Could you set down all of the data again, exactly as it stands?

━━━━━━━━━━━━━━━━━━━━━━━━━━━━━━

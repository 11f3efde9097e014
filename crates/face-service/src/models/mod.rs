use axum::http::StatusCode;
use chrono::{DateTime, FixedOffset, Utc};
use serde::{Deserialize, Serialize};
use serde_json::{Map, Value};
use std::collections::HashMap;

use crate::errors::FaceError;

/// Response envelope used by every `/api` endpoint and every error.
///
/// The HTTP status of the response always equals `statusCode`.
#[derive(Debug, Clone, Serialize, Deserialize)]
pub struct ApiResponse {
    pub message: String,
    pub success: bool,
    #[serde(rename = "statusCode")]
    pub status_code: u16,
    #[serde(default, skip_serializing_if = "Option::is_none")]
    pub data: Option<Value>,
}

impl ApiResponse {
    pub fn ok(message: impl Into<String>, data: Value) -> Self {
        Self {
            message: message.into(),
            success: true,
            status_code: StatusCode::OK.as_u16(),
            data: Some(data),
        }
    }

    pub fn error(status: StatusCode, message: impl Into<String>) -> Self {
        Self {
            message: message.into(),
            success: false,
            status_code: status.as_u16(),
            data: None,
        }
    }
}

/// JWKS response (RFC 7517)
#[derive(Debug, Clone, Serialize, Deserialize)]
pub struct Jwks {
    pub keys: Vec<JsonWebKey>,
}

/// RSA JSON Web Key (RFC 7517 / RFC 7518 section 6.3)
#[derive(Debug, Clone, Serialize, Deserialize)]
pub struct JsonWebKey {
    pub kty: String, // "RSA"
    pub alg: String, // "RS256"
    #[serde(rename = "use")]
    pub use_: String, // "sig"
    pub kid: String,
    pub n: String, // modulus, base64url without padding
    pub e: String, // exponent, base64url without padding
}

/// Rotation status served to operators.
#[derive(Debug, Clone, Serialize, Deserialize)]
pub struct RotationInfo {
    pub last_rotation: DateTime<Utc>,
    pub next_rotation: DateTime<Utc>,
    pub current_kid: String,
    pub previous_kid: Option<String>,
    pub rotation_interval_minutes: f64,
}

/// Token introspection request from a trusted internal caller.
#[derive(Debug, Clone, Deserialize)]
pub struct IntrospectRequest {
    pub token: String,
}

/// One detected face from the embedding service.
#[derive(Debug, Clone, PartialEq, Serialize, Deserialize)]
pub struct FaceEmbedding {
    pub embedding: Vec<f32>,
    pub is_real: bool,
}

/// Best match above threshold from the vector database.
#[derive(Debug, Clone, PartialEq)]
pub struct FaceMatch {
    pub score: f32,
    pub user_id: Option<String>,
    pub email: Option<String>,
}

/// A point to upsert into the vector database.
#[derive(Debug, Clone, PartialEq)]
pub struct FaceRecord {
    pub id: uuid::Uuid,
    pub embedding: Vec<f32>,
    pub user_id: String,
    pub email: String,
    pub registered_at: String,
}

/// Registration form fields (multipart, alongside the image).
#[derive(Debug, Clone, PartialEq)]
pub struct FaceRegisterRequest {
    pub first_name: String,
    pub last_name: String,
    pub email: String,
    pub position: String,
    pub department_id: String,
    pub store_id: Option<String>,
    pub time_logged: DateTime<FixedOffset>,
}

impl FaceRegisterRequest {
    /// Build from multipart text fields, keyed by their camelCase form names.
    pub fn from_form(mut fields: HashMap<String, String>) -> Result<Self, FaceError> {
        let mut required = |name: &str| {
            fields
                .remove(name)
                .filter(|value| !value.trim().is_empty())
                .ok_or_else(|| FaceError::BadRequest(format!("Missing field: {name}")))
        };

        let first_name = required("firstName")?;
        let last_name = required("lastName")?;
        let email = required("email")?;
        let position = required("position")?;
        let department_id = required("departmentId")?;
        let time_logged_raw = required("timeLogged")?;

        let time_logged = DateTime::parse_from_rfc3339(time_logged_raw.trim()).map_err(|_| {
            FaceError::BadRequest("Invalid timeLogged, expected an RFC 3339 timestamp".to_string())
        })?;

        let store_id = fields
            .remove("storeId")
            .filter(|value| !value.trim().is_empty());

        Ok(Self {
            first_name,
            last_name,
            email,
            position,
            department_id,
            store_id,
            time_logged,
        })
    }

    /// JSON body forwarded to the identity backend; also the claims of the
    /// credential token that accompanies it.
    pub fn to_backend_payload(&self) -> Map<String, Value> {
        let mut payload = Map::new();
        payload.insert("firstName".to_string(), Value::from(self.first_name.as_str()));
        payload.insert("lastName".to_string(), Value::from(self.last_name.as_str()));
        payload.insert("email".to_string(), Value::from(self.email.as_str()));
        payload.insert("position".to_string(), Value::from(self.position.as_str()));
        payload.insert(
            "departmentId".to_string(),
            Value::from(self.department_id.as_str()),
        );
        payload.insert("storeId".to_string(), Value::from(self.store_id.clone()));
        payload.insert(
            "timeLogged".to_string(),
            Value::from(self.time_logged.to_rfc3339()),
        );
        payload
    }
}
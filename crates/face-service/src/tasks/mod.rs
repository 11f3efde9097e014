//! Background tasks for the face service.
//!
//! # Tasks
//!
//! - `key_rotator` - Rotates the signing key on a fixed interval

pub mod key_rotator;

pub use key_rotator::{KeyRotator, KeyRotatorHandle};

━━━━━━━━━━━━━━━━━━━━━━━━━━━━━━

● OUTPUT OF THE EXERCISE:
repository 11f3efde9097e014
filename crates/face-service/src/models/mod.rs
use axum::http::StatusCode;
use chrono::{DateTime, FixedOffset, Utc};
use serde::{Deserialize, Serialize};
use serde_json::{Map, Value};
use std::collections::HashMap;

use crate::errors::FaceError;

/// Response envelope used by every `/api` endpoint and every error.
///
/// The HTTP status of the response always equals `statusCode`.
#[derive(Debug, Clone, Serialize, Deserialize)]
pub struct ApiResponse {
    pub message: String,
    pub success: bool,
    #[serde(rename = "statusCode")]
    pub status_code: u16,
    #[serde(default, skip_serializing_if = "Option::is_none")]
    pub data: Option<Value>,
}

impl ApiResponse {
    pub fn ok(message: impl Into<String>, data: Value) -> Self {
        Self {
            message: message.into(),
            success: true,
            status_code: StatusCode::OK.as_u16(),
            data: Some(data),
        }
    }

    pub fn error(status: StatusCode, message: impl Into<String>) -> Self {
        Self {
            message: message.into(),
            success: false,
            status_code: status.as_u16(),
            data: None,
        }
    }
}

/// JWKS response (RFC 7517)
#[derive(Debug, Clone, Serialize, Deserialize)]
pub struct Jwks {
    pub keys: Vec<JsonWebKey>,
}

/// RSA JSON Web Key (RFC 7517 / RFC 7518 section 6.3)
#[derive(Debug, Clone, Serialize, Deserialize)]
pub struct JsonWebKey {
    pub kty: String, // "RSA"
    pub alg: String, // "RS256"
    #[serde(rename = "use")]
    pub use_: String, // "sig"
    pub kid: String,
    pub n: String, // modulus, base64url without padding
    pub e: String, // exponent, base64url without padding
}

/// Rotation status served to operators.
#[derive(Debug, Clone, Serialize, Deserialize)]
pub struct RotationInfo {
    pub last_rotation: DateTime<Utc>,
    pub next_rotation: DateTime<Utc>,
    pub current_kid: String,
    pub previous_kid: Option<String>,
    pub rotation_interval_minutes: f64,
}

/// Token introspection request from a trusted internal caller.
#[derive(Debug, Clone, Deserialize)]
pub struct IntrospectRequest {
    pub token: String,
}

/// One detected face from the embedding service.
#[derive(Debug, Clone, PartialEq, Serialize, Deserialize)]
pub struct FaceEmbedding {
    pub embedding: Vec<f32>,
    pub is_real: bool,
}

/// Best match above threshold from the vector database.
#[derive(Debug, Clone, PartialEq)]
pub struct FaceMatch {
    pub score: f32,
    pub user_id: Option<String>,
    pub email: Option<String>,
}

/// A point to upsert into the vector database.
#[derive(Debug, Clone, PartialEq)]
pub struct FaceRecord {
    pub id: uuid::Uuid,
    pub embedding: Vec<f32>,
    pub user_id: String,
    pub email: String,
    pub registered_at: String,
}

/// Registration form fields (multipart, alongside the image).
#[derive(Debug, Clone, PartialEq)]
pub struct FaceRegisterRequest {
    pub first_name: String,
    pub last_name: String,
    pub email: String,
    pub position: String,
    pub department_id: String,
    pub store_id: Option<String>,
    pub time_logged: DateTime<FixedOffset>,
}

impl FaceRegisterRequest {
    /// Build from multipart text fields, keyed by their camelCase form names.
    pub fn from_form(mut fields: HashMap<String, String>) -> Result<Self, FaceError> {
        let mut required = |name: &str| {
            fields
                .remove(name)
                .filter(|value| !value.trim().is_empty())
                .ok_or_else(|| FaceError::BadRequest(format!("Missing field: {name}")))
        };

        let first_name = required("firstName")?;
        let last_name = required("lastName")?;
        let email = required("email")?;
        let position = required("position")?;
        let department_id = required("departmentId")?;
        let time_logged_raw = required("timeLogged")?;

        let time_logged = DateTime::parse_from_rfc3339(time_logged_raw.trim()).map_err(|_| {
            FaceError::BadRequest("Invalid timeLogged, expected an RFC 3339 timestamp".to_string())
        })?;

        let store_id = fields
            .remove("storeId")
            .filter(|value| !value.trim().is_empty());

        Ok(Self {
            first_name,
            last_name,
            email,
            position,
            department_id,
            store_id,
            time_logged,
        })
    }

    /// JSON body forwarded to the identity backend; also the claims of the
    /// credential token that accompanies it.
    pub fn to_backend_payload(&self) -> Map<String, Value> {
        let mut payload = Map::new();
        payload.insert("firstName".to_string(), Value::from(self.first_name.as_str()));
        payload.insert("lastName".to_string(), Value::from(self.last_name.as_str()));
        payload.insert("email".to_string(), Value::from(self.email.as_str()));
        payload.insert("position".to_string(), Value::from(self.position.as_str()));
        payload.insert(
            "departmentId".to_string(),
            Value::from(self.department_id.as_str()),
        );
        payload.insert("storeId".to_string(), Value::from(self.store_id.clone()));
        payload.insert(
            "timeLogged".to_string(),
            Value::from(self.time_logged.to_rfc3339()),
        );
        payload
    }
}
filename crates/face-service/src/tasks/mod.rs
repository 11f3efde9097e014
//! Background tasks for the face service.
//!
//! # Tasks
//!
//! - `key_rotator` - Rotates the signing key on a fixed interval

pub mod key_rotator;

pub use key_rotator::{KeyRotator, KeyRotatorHandle};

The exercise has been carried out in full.